_What is expected_
Take each line of the entries below that contains "Wrapped" and copy it.

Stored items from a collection
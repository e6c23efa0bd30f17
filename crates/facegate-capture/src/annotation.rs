//! Face analyzer backed by annotation sidecars.
//!
//! The inference library runs out of process and writes its results next to
//! each image: `frame_0001.png` is described by `frame_0001.json`. The
//! sidecar holds either a bare array of detections or an object with a
//! `detections` array. A missing sidecar means the image has no faces.

use crate::frame::Frame;
use facegate_core::{AnalyzerError, Detection, FaceAnalyzer, FaceSample};
use serde::Deserialize;
use std::path::{Path, PathBuf};

#[derive(Deserialize)]
#[serde(untagged)]
enum Sidecar {
    List(Vec<Detection>),
    Wrapped { detections: Vec<Detection> },
}

impl Sidecar {
    fn into_detections(self) -> Vec<Detection> {
        match self {
            Self::List(d) | Self::Wrapped { detections: d } => d,
        }
    }
}

#[derive(Debug, Default, Clone, Copy)]
pub struct AnnotationAnalyzer;

impl AnnotationAnalyzer {
    pub fn new() -> Self {
        Self
    }

    pub fn sidecar_path(image: &Path) -> PathBuf {
        image.with_extension("json")
    }

    fn read(&self, frame: &Frame) -> Result<Vec<Detection>, AnalyzerError> {
        let source = frame
            .source
            .as_deref()
            .ok_or_else(|| AnalyzerError::Unavailable(format!("frame #{}", frame.sequence)))?;
        let path = Self::sidecar_path(source);

        let bytes = match std::fs::read(&path) {
            Ok(b) => b,
            Err(e) if e.kind() == std::io::ErrorKind::NotFound => {
                tracing::trace!(path = %path.display(), "no sidecar; treating as faceless");
                return Ok(Vec::new());
            }
            Err(e) => return Err(e.into()),
        };

        let sidecar: Sidecar =
            serde_json::from_slice(&bytes).map_err(|e| AnalyzerError::Malformed {
                path: path.display().to_string(),
                reason: e.to_string(),
            })?;
        Ok(sidecar.into_detections())
    }
}

impl FaceAnalyzer for AnnotationAnalyzer {
    type Image = Frame;

    fn detect_all(&mut self, image: &Frame) -> Result<Vec<Detection>, AnalyzerError> {
        self.read(image)
    }

    fn detect_single(&mut self, image: &Frame) -> Result<Option<FaceSample>, AnalyzerError> {
        let best = self
            .read(image)?
            .into_iter()
            .max_by(|a, b| a.score.unwrap_or(0.0).total_cmp(&b.score.unwrap_or(0.0)));
        Ok(best.map(Detection::into_sample))
    }
}
//! Output surfaces: the details panel and the face-box overlay.

use facegate_core::{BoundingBox, PanelContent};
use image::{Rgba, RgbaImage};
use std::path::PathBuf;
use std::sync::{Mutex, MutexGuard};

const BOX_COLOR: Rgba<u8> = Rgba([0, 120, 255, 255]);

/// Text panel the recognition status and detail records are written to.
pub trait Panel: Send + Sync {
    fn show(&self, content: &PanelContent);
}

/// Canvas redrawn on every tick.
pub trait Overlay: Send + Sync {
    /// Match the canvas to the display size.
    fn resize(&self, _width: u32, _height: u32) {}
    fn clear(&self);
    fn draw_box(&self, bbox: BoundingBox, caption: &str);
    /// Push the finished drawing to its destination.
    fn present(&self) {}
}

fn lock<T>(m: &Mutex<T>) -> MutexGuard<'_, T> {
    m.lock().unwrap_or_else(|poisoned| poisoned.into_inner())
}

/// Prints panel content to stdout, skipping repeats of what is already shown.
#[derive(Default)]
pub struct TerminalPanel {
    shown: Mutex<Option<PanelContent>>,
}

impl TerminalPanel {
    pub fn new() -> Self {
        Self::default()
    }
}

impl Panel for TerminalPanel {
    fn show(&self, content: &PanelContent) {
        let mut shown = lock(&self.shown);
        if shown.as_ref() == Some(content) {
            return;
        }
        println!("{content}");
        println!("---");
        *shown = Some(content.clone());
    }
}

/// In-memory overlay of captioned boxes, optionally written out as a PNG.
pub struct CanvasOverlay {
    size: Mutex<(u32, u32)>,
    boxes: Mutex<Vec<(BoundingBox, String)>>,
    output: Option<PathBuf>,
}

impl CanvasOverlay {
    pub fn new(output: Option<PathBuf>) -> Self {
        Self {
            size: Mutex::new((0, 0)),
            boxes: Mutex::new(Vec::new()),
            output,
        }
    }

    #[cfg(test)]
    pub fn boxes(&self) -> Vec<(BoundingBox, String)> {
        lock(&self.boxes).clone()
    }

    /// Rasterise the current boxes as outlines on a transparent canvas.
    pub fn render(&self) -> RgbaImage {
        let (w, h) = *lock(&self.size);
        let mut canvas = RgbaImage::new(w, h);
        for (bbox, _) in lock(&self.boxes).iter() {
            draw_outline(&mut canvas, bbox);
        }
        canvas
    }
}

impl Overlay for CanvasOverlay {
    fn resize(&self, width: u32, height: u32) {
        *lock(&self.size) = (width, height);
    }

    fn clear(&self) {
        lock(&self.boxes).clear();
    }

    fn draw_box(&self, bbox: BoundingBox, caption: &str) {
        tracing::debug!(
            x = bbox.x,
            y = bbox.y,
            width = bbox.width,
            height = bbox.height,
            caption,
            "overlay box"
        );
        lock(&self.boxes).push((bbox, caption.to_string()));
    }

    fn present(&self) {
        let Some(path) = &self.output else {
            return;
        };
        if let Err(e) = self.render().save(path) {
            tracing::warn!(path = %path.display(), error = %e, "failed to write overlay");
        }
    }
}

/// One-pixel rectangle outline, clipped to the canvas.
fn draw_outline(canvas: &mut RgbaImage, bbox: &BoundingBox) {
    let (w, h) = (canvas.width() as i64, canvas.height() as i64);
    if w == 0 || h == 0 {
        return;
    }
    let x0 = bbox.x.round() as i64;
    let y0 = bbox.y.round() as i64;
    let x1 = (bbox.x + bbox.width).round() as i64;
    let y1 = (bbox.y + bbox.height).round() as i64;

    let mut put = |x: i64, y: i64| {
        if (0..w).contains(&x) && (0..h).contains(&y) {
            canvas.put_pixel(x as u32, y as u32, BOX_COLOR);
        }
    };
    for x in x0..=x1 {
        put(x, y0);
        put(x, y1);
    }
    for y in y0..=y1 {
        put(x0, y);
        put(x1, y);
    }
}
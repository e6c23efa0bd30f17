//! facegate-capture — Frame acquisition and the annotation-backed analyzer.
//!
//! Frames come from a replayed image sequence; face inference results are
//! read from JSON sidecars produced by an external inference process.

pub mod annotation;
pub mod frame;
pub mod source;

pub use annotation::AnnotationAnalyzer;
pub use frame::{Frame, FrameError};
pub use source::{CaptureError, FrameSource, ImageSequence};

_Solution to the problem_
    Wrapped { detections: Vec<Detection> },
            Self::List(d) | Self::Wrapped { detections: d } => d,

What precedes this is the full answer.